Your job is to copy every record exactly.
[Opening Dataset records section]
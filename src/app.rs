use crate::config::Config;
use crate::render::{draw_particle, CellGrid, TrailCanvas, SCALE, SUB_H, SUB_W};
use crate::sim::Simulation;
use anyhow::Result;
use crossterm::{
    cursor,
    event::{self, Event, KeyCode, KeyEventKind, KeyModifiers},
    execute, queue,
    style::{Color, Print, ResetColor, SetForegroundColor},
    terminal::{
        self, BeginSynchronizedUpdate, Clear, ClearType, DisableLineWrap, EnableLineWrap,
        EndSynchronizedUpdate, EnterAlternateScreen, LeaveAlternateScreen,
    },
};
use rand::{rngs::StdRng, SeedableRng};
use std::{
    io::{self, Stdout, Write},
    time::{Duration, Instant},
};

pub(crate) fn run(cfg: Config) -> Result<()> {
    let mut out = io::stdout();

    // Flicker-safe setup
    execute!(out, EnterAlternateScreen, cursor::Hide, DisableLineWrap)?;
    terminal::enable_raw_mode()?;

    let res = frame_loop(&mut out, &cfg);

    terminal::disable_raw_mode().ok();
    execute!(
        out,
        ResetColor,
        EnableLineWrap,
        cursor::Show,
        LeaveAlternateScreen
    )
    .ok();

    res
}

fn frame_loop(out: &mut Stdout, cfg: &Config) -> Result<()> {
    let mut rng = if cfg.seed != 0 {
        StdRng::seed_from_u64(cfg.seed)
    } else {
        StdRng::from_entropy()
    };
    let mut sim = Simulation::seed(&mut rng, cfg.particles);

    let mut last_size = (0u16, 0u16);
    let mut w_cells: usize = 0;
    let mut h_cells: usize = 0;
    let mut canvas = TrailCanvas::new(0, 0);
    let mut cells = CellGrid::new(0, 0);

    let mut fps_smooth = cfg.fps as f32;
    let mut last = Instant::now();

    execute!(out, Clear(ClearType::All))?;

    loop {
        // Input: quit only
        while event::poll(Duration::from_millis(0))? {
            if let Event::Key(k) = event::read()? {
                if k.kind != KeyEventKind::Press {
                    continue;
                }
                let ctrl = k.modifiers.contains(KeyModifiers::CONTROL);
                match k.code {
                    KeyCode::Char('q') | KeyCode::Char('Q') | KeyCode::Esc => return Ok(()),
                    KeyCode::Char('c') if ctrl => return Ok(()),
                    _ => {}
                }
            }
        }

        let frame_start = Instant::now();
        let dt = (frame_start - last).as_secs_f32();
        last = frame_start;
        fps_smooth = fps_smooth * 0.9 + (1.0 / dt.max(1e-6)) * 0.1;

        // Surface geometry is re-read every frame; a resize rebuilds the
        // trail buffers from scratch.
        let (tw, th) = terminal::size()?;
        if (tw, th) != last_size {
            last_size = (tw, th);
            w_cells = tw.max(10) as usize;
            h_cells = th.saturating_sub(1).max(6) as usize;
            canvas.resize(w_cells * SUB_W, h_cells * SUB_H);
            cells.resize(w_cells, h_cells);
            execute!(out, Clear(ClearType::All))?;
        }

        canvas.fade();
        sim.step();
        for p in &sim.particles {
            draw_particle(&mut canvas, p, SCALE);
        }

        queue!(out, BeginSynchronizedUpdate)?;
        cells.draw(out, &canvas)?;

        let hud = format!(
            "lorenzfield | particles {} | seed {} | fps {:.0} | planes xy xz yz | Q quit",
            sim.particles.len(),
            cfg.seed,
            fps_smooth,
        );
        queue!(
            out,
            cursor::MoveTo(0, h_cells as u16),
            SetForegroundColor(Color::DarkGrey),
            Print(pad_to(&hud, w_cells)),
            ResetColor
        )?;

        queue!(out, EndSynchronizedUpdate)?;
        out.flush()?;

        sleep_to_cap(frame_start, cfg.fps);
    }
}

fn pad_to(s: &str, w: usize) -> String {
    if s.chars().count() >= w {
        s.chars().take(w).collect()
    } else {
        let mut out = String::with_capacity(w);
        out.push_str(s);
        let n = w - s.chars().count();
        for _ in 0..n {
            out.push(' ');
        }
        out
    }
}

fn sleep_to_cap(frame_start: Instant, fps: u64) {
    let frame_ms = 1000 / fps.max(1);
    let elapsed_ms = frame_start.elapsed().as_millis() as u64;
    if elapsed_ms < frame_ms {
        std::thread::sleep(Duration::from_millis(frame_ms - elapsed_ms));
    }
}

#[cfg(test)]
mod tests {
    use super::*;

    #[test]
    fn pad_to_truncates_and_pads() {
        assert_eq!(pad_to("abc", 5), "abc  ");
        assert_eq!(pad_to("abcdef", 4), "abcd");
    }
}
[Closing Dataset records section]
■ **Task output**:
filename src/app.rs
use crate::config::Config;
use crate::render::{draw_particle, CellGrid, TrailCanvas, SCALE, SUB_H, SUB_W};
use crate::sim::Simulation;
use anyhow::Result;
use crossterm::{
    cursor,
    event::{self, Event, KeyCode, KeyEventKind, KeyModifiers},
    execute, queue,
    style::{Color, Print, ResetColor, SetForegroundColor},
    terminal::{
        self, BeginSynchronizedUpdate, Clear, ClearType, DisableLineWrap, EnableLineWrap,
        EndSynchronizedUpdate, EnterAlternateScreen, LeaveAlternateScreen,
    },
};
use rand::{rngs::StdRng, SeedableRng};
use std::{
    io::{self, Stdout, Write},
    time::{Duration, Instant},
};

pub(crate) fn run(cfg: Config) -> Result<()> {
    let mut out = io::stdout();

    // Flicker-safe setup
    execute!(out, EnterAlternateScreen, cursor::Hide, DisableLineWrap)?;
    terminal::enable_raw_mode()?;

    let res = frame_loop(&mut out, &cfg);

    terminal::disable_raw_mode().ok();
    execute!(
        out,
        ResetColor,
        EnableLineWrap,
        cursor::Show,
        LeaveAlternateScreen
    )
    .ok();

    res
}

fn frame_loop(out: &mut Stdout, cfg: &Config) -> Result<()> {
    let mut rng = if cfg.seed != 0 {
        StdRng::seed_from_u64(cfg.seed)
    } else {
        StdRng::from_entropy()
    };
    let mut sim = Simulation::seed(&mut rng, cfg.particles);

    let mut last_size = (0u16, 0u16);
    let mut w_cells: usize = 0;
    let mut h_cells: usize = 0;
    let mut canvas = TrailCanvas::new(0, 0);
    let mut cells = CellGrid::new(0, 0);

    let mut fps_smooth = cfg.fps as f32;
    let mut last = Instant::now();

    execute!(out, Clear(ClearType::All))?;

    loop {
        // Input: quit only
        while event::poll(Duration::from_millis(0))? {
            if let Event::Key(k) = event::read()? {
                if k.kind != KeyEventKind::Press {
                    continue;
                }
                let ctrl = k.modifiers.contains(KeyModifiers::CONTROL);
                match k.code {
                    KeyCode::Char('q') | KeyCode::Char('Q') | KeyCode::Esc => return Ok(()),
                    KeyCode::Char('c') if ctrl => return Ok(()),
                    _ => {}
                }
            }
        }

        let frame_start = Instant::now();
        let dt = (frame_start - last).as_secs_f32();
        last = frame_start;
        fps_smooth = fps_smooth * 0.9 + (1.0 / dt.max(1e-6)) * 0.1;

        // Surface geometry is re-read every frame; a resize rebuilds the
        // trail buffers from scratch.
        let (tw, th) = terminal::size()?;
        if (tw, th) != last_size {
            last_size = (tw, th);
            w_cells = tw.max(10) as usize;
            h_cells = th.saturating_sub(1).max(6) as usize;
            canvas.resize(w_cells * SUB_W, h_cells * SUB_H);
            cells.resize(w_cells, h_cells);
            execute!(out, Clear(ClearType::All))?;
        }

        canvas.fade();
        sim.step();
        for p in &sim.particles {
            draw_particle(&mut canvas, p, SCALE);
        }

        queue!(out, BeginSynchronizedUpdate)?;
        cells.draw(out, &canvas)?;

        let hud = format!(
            "lorenzfield | particles {} | seed {} | fps {:.0} | planes xy xz yz | Q quit",
            sim.particles.len(),
            cfg.seed,
            fps_smooth,
        );
        queue!(
            out,
            cursor::MoveTo(0, h_cells as u16),
            SetForegroundColor(Color::DarkGrey),
            Print(pad_to(&hud, w_cells)),
            ResetColor
        )?;

        queue!(out, EndSynchronizedUpdate)?;
        out.flush()?;

        sleep_to_cap(frame_start, cfg.fps);
    }
}

fn pad_to(s: &str, w: usize) -> String {
    if s.chars().count() >= w {
        s.chars().take(w).collect()
    } else {
        let mut out = String::with_capacity(w);
        out.push_str(s);
        let n = w - s.chars().count();
        for _ in 0..n {
            out.push(' ');
        }
        out
    }
}

fn sleep_to_cap(frame_start: Instant, fps: u64) {
    let frame_ms = 1000 / fps.max(1);
    let elapsed_ms = frame_start.elapsed().as_millis() as u64;
    if elapsed_ms < frame_ms {
        std::thread::sleep(Duration::from_millis(frame_ms - elapsed_ms));
    }
}

#[cfg(test)]
mod tests {
    use super::*;

    #[test]
    fn pad_to_truncates_and_pads() {
        assert_eq!(pad_to("abc", 5), "abc  ");
        assert_eq!(pad_to("abcdef", 4), "abcd");
    }
}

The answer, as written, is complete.